Michael Lighty:I would definitely like to drain the resources of the corporate democrats, so they no more. That sounds like a good idea, to me. Yeah. Really. I'd like the to spend all their money, and get out of the party. Now, the question is, can you beat Trumpism with what we would call Neoliberalism, emphasis on the market knows best, privatize functions of government as much as possible, emphasize structural reforms that are essentially constituting austerity for working people, like free trade, so called. Right? If that's the program that Democrats think they can get elected on, or let's put a patina of social liberalism around that, yes, we're for gay marriage, well, we weren't when it was a real issue, but now that people support it, we're for it. Okay. Fine. Or, yeah, we are all for equal opportunity, but we're not actually going to tell cops to stop killing black kids, but we're for equal opportunity. Right? 

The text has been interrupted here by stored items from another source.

//! Packet payload reader and builder.
//!
//! A packet is a varint packet ID followed by a typed payload. The
//! [`PacketReader`] walks a received payload with a cursor; the
//! [`PacketWriter`] accumulates typed writes and produces the finished
//! payload bytes. Framing (length prefix, compression) is the job of
//! [`crate::framing`].

use byteorder::{BigEndian, ByteOrder};
use bytes::{Buf, BufMut, Bytes, BytesMut};

use crate::error::{ProtocolError, Result};
use crate::varint::{read_varint, read_varlong, write_varint, write_varlong};

/// Sequential typed reader over a packet's bytes.
///
/// The packet ID is decoded eagerly on construction; all other fields are
/// consumed in order by the `read_*` methods.
#[derive(Debug, Clone)]
pub struct PacketReader {
    /// The packet ID.
    pub id: i32,
    buf: Bytes,
}

impl PacketReader {
    /// Decode the leading packet-ID varint and position the cursor after it.
    ///
    /// # Errors
    ///
    /// Returns an error if the buffer does not start with a valid varint.
    pub fn new(buffer: Bytes) -> Result<Self> {
        let mut buf = buffer;
        let id = read_varint(&mut buf)?;
        Ok(Self { id, buf })
    }

    fn ensure(&self, needed: usize) -> Result<()> {
        if self.buf.remaining() < needed {
            return Err(ProtocolError::BufferUnderrun {
                needed,
                remaining: self.buf.remaining(),
            });
        }
        Ok(())
    }

    /// Read a `VarInt`.
    ///
    /// # Errors
    ///
    /// Returns an error if the varint is malformed or the buffer ends.
    pub fn read_varint(&mut self) -> Result<i32> {
        read_varint(&mut self.buf)
    }

    /// Read a `VarLong`.
    ///
    /// # Errors
    ///
    /// Returns an error if the varlong is malformed or the buffer ends.
    pub fn read_varlong(&mut self) -> Result<i64> {
        read_varlong(&mut self.buf)
    }

    /// Read a single byte as a boolean.
    ///
    /// # Errors
    ///
    /// Returns an error if the buffer ends.
    pub fn read_bool(&mut self) -> Result<bool> {
        Ok(self.read_u8()? != 0)
    }

    /// Read an unsigned byte.
    ///
    /// # Errors
    ///
    /// Returns an error if the buffer ends.
    pub fn read_u8(&mut self) -> Result<u8> {
        self.ensure(1)?;
        Ok(self.buf.get_u8())
    }

    /// Read a signed byte.
    ///
    /// # Errors
    ///
    /// Returns an error if the buffer ends.
    pub fn read_i8(&mut self) -> Result<i8> {
        self.ensure(1)?;
        Ok(self.buf.get_i8())
    }

    /// Read a big-endian unsigned 16-bit integer.
    ///
    /// # Errors
    ///
    /// Returns an error if the buffer ends.
    pub fn read_u16(&mut self) -> Result<u16> {
        self.ensure(2)?;
        let value = BigEndian::read_u16(&self.buf[..2]);
        self.buf.advance(2);
        Ok(value)
    }

    /// Read a big-endian signed 16-bit integer.
    ///
    /// # Errors
    ///
    /// Returns an error if the buffer ends.
    pub fn read_i16(&mut self) -> Result<i16> {
        self.ensure(2)?;
        let value = BigEndian::read_i16(&self.buf[..2]);
        self.buf.advance(2);
        Ok(value)
    }

    /// Read a big-endian unsigned 64-bit integer.
    ///
    /// # Errors
    ///
    /// Returns an error if the buffer ends.
    pub fn read_u64(&mut self) -> Result<u64> {
        self.ensure(8)?;
        let value = BigEndian::read_u64(&self.buf[..8]);
        self.buf.advance(8);
        Ok(value)
    }

    /// Read a big-endian signed 64-bit integer.
    ///
    /// # Errors
    ///
    /// Returns an error if the buffer ends.
    pub fn read_i64(&mut self) -> Result<i64> {
        self.ensure(8)?;
        let value = BigEndian::read_i64(&self.buf[..8]);
        self.buf.advance(8);
        Ok(value)
    }

    /// Read exactly `len` raw bytes.
    ///
    /// # Errors
    ///
    /// Returns an error if fewer than `len` bytes remain.
    pub fn read_bytes(&mut self, len: usize) -> Result<Bytes> {
        self.ensure(len)?;
        Ok(self.buf.copy_to_bytes(len))
    }

    /// Read a varint-length-prefixed byte array.
    ///
    /// # Errors
    ///
    /// Returns an error if the prefix is malformed or the buffer ends.
    pub fn read_byte_array(&mut self) -> Result<Bytes> {
        let len = self.read_varint()?;
        let len = usize::try_from(len)
            .map_err(|_| ProtocolError::MalformedPayload(format!("negative length {len}")))?;
        self.read_bytes(len)
    }

    /// Read a varint-length-prefixed UTF-8 string.
    ///
    /// # Errors
    ///
    /// Returns [`ProtocolError::MalformedPayload`] if the bytes are not
    /// valid UTF-8.
    pub fn read_string(&mut self) -> Result<String> {
        let bytes = self.read_byte_array()?;
        String::from_utf8(bytes.to_vec())
            .map_err(|e| ProtocolError::MalformedPayload(e.to_string()))
    }

    /// Read a string field and parse it as JSON.
    ///
    /// # Errors
    ///
    /// Returns [`ProtocolError::MalformedPayload`] if the contents are not
    /// valid JSON.
    pub fn read_json(&mut self) -> Result<serde_json::Value> {
        let text = self.read_string()?;
        serde_json::from_str(&text).map_err(|e| ProtocolError::MalformedPayload(e.to_string()))
    }

    /// The number of unread bytes.
    #[must_use]
    pub fn remaining(&self) -> usize {
        self.buf.remaining()
    }

    /// Consume and return all unread bytes.
    pub fn read_remaining(&mut self) -> Bytes {
        self.buf.split_to(self.buf.len())
    }
}

/// Growable builder for a packet payload.
///
/// The packet-ID varint is always the first write; every other append is
/// chained and [`PacketWriter::encode`] yields the finished bytes.
#[derive(Debug, Clone)]
pub struct PacketWriter {
    buf: BytesMut,
}

impl PacketWriter {
    /// Start a packet with the given ID.
    #[must_use]
    pub fn new(id: i32) -> Self {
        let mut buf = BytesMut::new();
        write_varint(&mut buf, id);
        Self { buf }
    }

    /// Append a `VarInt`.
    #[must_use]
    pub fn write_varint(mut self, value: i32) -> Self {
        write_varint(&mut self.buf, value);
        self
    }

    /// Append a `VarLong`.
    #[must_use]
    pub fn write_varlong(mut self, value: i64) -> Self {
        write_varlong(&mut self.buf, value);
        self
    }

    /// Append a boolean as a single byte.
    #[must_use]
    pub fn write_bool(mut self, value: bool) -> Self {
        self.buf.put_u8(u8::from(value));
        self
    }

    /// Append an unsigned byte.
    #[must_use]
    pub fn write_u8(mut self, value: u8) -> Self {
        self.buf.put_u8(value);
        self
    }

    /// Append a big-endian unsigned 16-bit integer.
    #[must_use]
    pub fn write_u16(mut self, value: u16) -> Self {
        self.buf.put_u16(value);
        self
    }

    /// Append a big-endian signed 16-bit integer.
    #[must_use]
    pub fn write_i16(mut self, value: i16) -> Self {
        self.buf.put_i16(value);
        self
    }

    /// Append a big-endian unsigned 64-bit integer.
    #[must_use]
    pub fn write_u64(mut self, value: u64) -> Self {
        self.buf.put_u64(value);
        self
    }

    /// Append a big-endian signed 64-bit integer.
    #[must_use]
    pub fn write_i64(mut self, value: i64) -> Self {
        self.buf.put_i64(value);
        self
    }

    /// Append raw bytes with no length prefix.
    #[must_use]
    pub fn write_bytes(mut self, bytes: &[u8]) -> Self {
        self.buf.put_slice(bytes);
        self
    }

    /// Append a varint-length-prefixed byte array.
    #[must_use]
    #[allow(clippy::cast_possible_truncation, clippy::cast_possible_wrap)]
    pub fn write_byte_array(mut self, bytes: &[u8]) -> Self {
        write_varint(&mut self.buf, bytes.len() as i32);
        self.buf.put_slice(bytes);
        self
    }

    /// Append a varint-length-prefixed UTF-8 string.
    #[must_use]
    pub fn write_string(self, value: &str) -> Self {
        self.write_byte_array(value.as_bytes())
    }

    /// Append a JSON value as a string field.
    #[must_use]
    pub fn write_json(self, value: &serde_json::Value) -> Self {
        self.write_string(&value.to_string())
    }

    /// Finish the packet, yielding ID varint plus payload.
    #[must_use]
    pub fn encode(self) -> Bytes {
        self.buf.freeze()
    }
}

impl From<PacketWriter> for Bytes {
    fn from(writer: PacketWriter) -> Self {
        writer.encode()
    }
}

Or, maybe we're even now appalled by what police do in the black community, but a few years ago we called them super predators. Okay? Yeah. If that's your frame, you can put this, essentially, let money and big donors control politics, but we're all for, again, gay marriage. Yeah. That is not going to be a program that's going to get the base of voters, who voted for President Obama, and then voted for, now, President Trump, we're not going to get them back on that program. How do we get them back, how do we create a basis for real social and economic justice among the working class in this country? That should be the question. If we think we're going to be a party of the professional class, based on social liberalism, and corporate economics, that's not the democratic party we want to be in, and if those are the Democrats they want to elect, we don't want to.
Paul:Thanks for joining us.
Michael Lighty:Thank you.
Paul:Thank you of joining us on the Real News Network.